── Extracted data ──

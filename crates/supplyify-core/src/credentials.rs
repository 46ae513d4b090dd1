use argon2::{
    password_hash::{rand_core::OsRng, PasswordHash, PasswordHasher, PasswordVerifier, SaltString},
    Argon2,
};
use tracing::{info, warn};

use crate::{backend::StorageBackend, models::Account, Error, Result};

/// Shortest password we accept
pub const MIN_PASSWORD_LEN: usize = 8;

/// Password policy: at least [`MIN_PASSWORD_LEN`] characters and one uppercase letter
pub fn validate_password(password: &str) -> Result<()> {
    let long_enough = password.chars().count() >= MIN_PASSWORD_LEN;
    let has_upper = password.chars().any(|c| c.is_ascii_uppercase());

    if long_enough && has_upper {
        Ok(())
    } else {
        Err(Error::WeakPassword {
            min_len: MIN_PASSWORD_LEN,
        })
    }
}

/// Hash a password using Argon2id with a fresh random salt. Returns a PHC-format string.
pub fn hash_password(password: &str) -> Result<String> {
    let salt = SaltString::generate(&mut OsRng);
    let hash = Argon2::default()
        .hash_password(password.as_bytes(), &salt)
        .map_err(|e| Error::HashError(e.to_string()))?;
    Ok(hash.to_string())
}

/// Verify a password against a PHC-format hash string.
///
/// `Ok(false)` on mismatch, `Err` only if the stored hash is malformed.
pub fn verify_password(password: &str, hash: &str) -> Result<bool> {
    let parsed = PasswordHash::new(hash).map_err(|e| Error::HashError(e.to_string()))?;
    Ok(Argon2::default()
        .verify_password(password.as_bytes(), &parsed)
        .is_ok())
}

/// Account creation and credential checks on top of any storage backend
pub struct CredentialStore<'a, B: StorageBackend + ?Sized> {
    backend: &'a mut B,
}

impl<'a, B: StorageBackend + ?Sized> CredentialStore<'a, B> {
    pub fn new(backend: &'a mut B) -> Self {
        Self { backend }
    }

    /// Create an account
    ///
    /// Checks run in a fixed order: empty email, taken email, confirmation
    /// mismatch, then password strength.
    pub fn register(&mut self, email: &str, password: &str, confirm: &str) -> Result<()> {
        if email.trim().is_empty() {
            return Err(Error::InvalidEmail);
        }
        if self.backend.find_account(email)?.is_some() {
            return Err(Error::DuplicateAccount);
        }
        if password != confirm {
            return Err(Error::PasswordMismatch);
        }
        validate_password(password)?;

        let account = Account {
            email: email.to_string(),
            password_hash: hash_password(password)?,
        };

        // The backend has the final say in case someone registered in between
        if !self.backend.insert_account(&account)? {
            return Err(Error::DuplicateAccount);
        }

        info!("Created account {}", email);
        Ok(())
    }

    /// Check an email/password pair against the stored hash
    pub fn authenticate(&self, email: &str, password: &str) -> Result<Account> {
        let Some(account) = self.backend.find_account(email)? else {
            warn!("Login attempt for unknown account");
            return Err(Error::InvalidCredentials);
        };

        if verify_password(password, &account.password_hash)? {
            Ok(account)
        } else {
            warn!("Wrong password for {}", email);
            Err(Error::InvalidCredentials)
        }
    }
}
use std::collections::HashMap;

use serde::{Deserialize, Serialize};
use uuid::Uuid;

/// Opaque handle returned by a successful login
#[derive(Debug, Clone, Copy, PartialEq, Eq, Hash, Serialize, Deserialize)]
#[serde(transparent)]
pub struct SessionToken(Uuid);

impl SessionToken {
    fn generate() -> Self {
        Self(Uuid::new_v4())
    }
}

impl std::fmt::Display for SessionToken {
    fn fmt(&self, f: &mut std::fmt::Formatter<'_>) -> std::fmt::Result {
        write!(f, "{}", self.0)
    }
}

/// Live sessions mapped to the email they belong to
#[derive(Debug, Default)]
pub struct SessionTable {
    sessions: HashMap<SessionToken, String>,
}

impl SessionTable {
    pub fn new() -> Self {
        Self::default()
    }

    pub fn open(&mut self, email: &str) -> SessionToken {
        let token = SessionToken::generate();
        self.sessions.insert(token, email.to_string());
        token
    }

    /// Email behind a token, if the session is still open
    pub fn email(&self, token: &SessionToken) -> Option<&str> {
        self.sessions.get(token).map(String::as_str)
    }

    /// Returns false if the token wasn't open
    pub fn close(&mut self, token: &SessionToken) -> bool {
        self.sessions.remove(token).is_some()
    }

    pub fn len(&self) -> usize {
        self.sessions.len()
    }

    pub fn is_empty(&self) -> bool {
        self.sessions.is_empty()
    }
}

#[cfg(test)]
mod tests {
    use super::*;

    #[test]
    fn test_open_and_close() {
        let mut table = SessionTable::new();
        let token = table.open("a@example.com");

        assert_eq!(table.email(&token), Some("a@example.com"));
        assert!(table.close(&token));
        assert_eq!(table.email(&token), None);
        assert!(!table.close(&token));
    }

    #[test]
    fn test_tokens_are_unique_per_login() {
        let mut table = SessionTable::new();
        let first = table.open("a@example.com");
        let second = table.open("a@example.com");

        assert_ne!(first, second);
        assert_eq!(table.len(), 2);
    }
}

───

**Required action**: Give again each line shown above, keeping every word as it is.

**Solution**:
filename crates/supplyify-core/src/credentials.rs
repository 46ae513d4b090dd1
use argon2::{
    password_hash::{rand_core::OsRng, PasswordHash, PasswordHasher, PasswordVerifier, SaltString},
    Argon2,
};
use tracing::{info, warn};

use crate::{backend::StorageBackend, models::Account, Error, Result};

/// Shortest password we accept
pub const MIN_PASSWORD_LEN: usize = 8;

/// Password policy: at least [`MIN_PASSWORD_LEN`] characters and one uppercase letter
pub fn validate_password(password: &str) -> Result<()> {
    let long_enough = password.chars().count() >= MIN_PASSWORD_LEN;
    let has_upper = password.chars().any(|c| c.is_ascii_uppercase());

    if long_enough && has_upper {
        Ok(())
    } else {
        Err(Error::WeakPassword {
            min_len: MIN_PASSWORD_LEN,
        })
    }
}

/// Hash a password using Argon2id with a fresh random salt. Returns a PHC-format string.
pub fn hash_password(password: &str) -> Result<String> {
    let salt = SaltString::generate(&mut OsRng);
    let hash = Argon2::default()
        .hash_password(password.as_bytes(), &salt)
        .map_err(|e| Error::HashError(e.to_string()))?;
    Ok(hash.to_string())
}

/// Verify a password against a PHC-format hash string.
///
/// `Ok(false)` on mismatch, `Err` only if the stored hash is malformed.
pub fn verify_password(password: &str, hash: &str) -> Result<bool> {
    let parsed = PasswordHash::new(hash).map_err(|e| Error::HashError(e.to_string()))?;
    Ok(Argon2::default()
        .verify_password(password.as_bytes(), &parsed)
        .is_ok())
}

/// Account creation and credential checks on top of any storage backend
pub struct CredentialStore<'a, B: StorageBackend + ?Sized> {
    backend: &'a mut B,
}

impl<'a, B: StorageBackend + ?Sized> CredentialStore<'a, B> {
    pub fn new(backend: &'a mut B) -> Self {
        Self { backend }
    }

    /// Create an account
    ///
    /// Checks run in a fixed order: empty email, taken email, confirmation
    /// mismatch, then password strength.
    pub fn register(&mut self, email: &str, password: &str, confirm: &str) -> Result<()> {
        if email.trim().is_empty() {
            return Err(Error::InvalidEmail);
        }
        if self.backend.find_account(email)?.is_some() {
            return Err(Error::DuplicateAccount);
        }
        if password != confirm {
            return Err(Error::PasswordMismatch);
        }
        validate_password(password)?;

        let account = Account {
            email: email.to_string(),
            password_hash: hash_password(password)?,
        };

        // The backend has the final say in case someone registered in between
        if !self.backend.insert_account(&account)? {
            return Err(Error::DuplicateAccount);
        }

        info!("Created account {}", email);
        Ok(())
    }

    /// Check an email/password pair against the stored hash
    pub fn authenticate(&self, email: &str, password: &str) -> Result<Account> {
        let Some(account) = self.backend.find_account(email)? else {
            warn!("Login attempt for unknown account");
            return Err(Error::InvalidCredentials);
        };

        if verify_password(password, &account.password_hash)? {
            Ok(account)
        } else {
            warn!("Wrong password for {}", email);
            Err(Error::InvalidCredentials)
        }
    }
}
use std::collections::HashMap;

use serde::{Deserialize, Serialize};
use uuid::Uuid;

/// Opaque handle returned by a successful login
#[derive(Debug, Clone, Copy, PartialEq, Eq, Hash, Serialize, Deserialize)]
#[serde(transparent)]
pub struct SessionToken(Uuid);

impl SessionToken {
    fn generate() -> Self {
        Self(Uuid::new_v4())
    }
}

impl std::fmt::Display for SessionToken {
    fn fmt(&self, f: &mut std::fmt::Formatter<'_>) -> std::fmt::Result {
        write!(f, "{}", self.0)
    }
}

/// Live sessions mapped to the email they belong to
#[derive(Debug, Default)]
pub struct SessionTable {
    sessions: HashMap<SessionToken, String>,
}

impl SessionTable {
    pub fn new() -> Self {
        Self::default()
    }

    pub fn open(&mut self, email: &str) -> SessionToken {
        let token = SessionToken::generate();
        self.sessions.insert(token, email.to_string());
        token
    }

    /// Email behind a token, if the session is still open
    pub fn email(&self, token: &SessionToken) -> Option<&str> {
        self.sessions.get(token).map(String::as_str)
    }

    /// Returns false if the token wasn't open
    pub fn close(&mut self, token: &SessionToken) -> bool {
        self.sessions.remove(token).is_some()
    }

    pub fn len(&self) -> usize {
        self.sessions.len()
    }

    pub fn is_empty(&self) -> bool {
        self.sessions.is_empty()
    }
}

#[cfg(test)]
mod tests {
    use super::*;

    #[test]
    fn test_open_and_close() {
        let mut table = SessionTable::new();
        let token = table.open("a@example.com");

        assert_eq!(table.email(&token), Some("a@example.com"));
        assert!(table.close(&token));
        assert_eq!(table.email(&token), None);
        assert!(!table.close(&token));
    }

    #[test]
    fn test_tokens_are_unique_per_login() {
        let mut table = SessionTable::new();
        let first = table.open("a@example.com");
        let second = table.open("a@example.com");

        assert_ne!(first, second);
        assert_eq!(table.len(), 2);
    }
}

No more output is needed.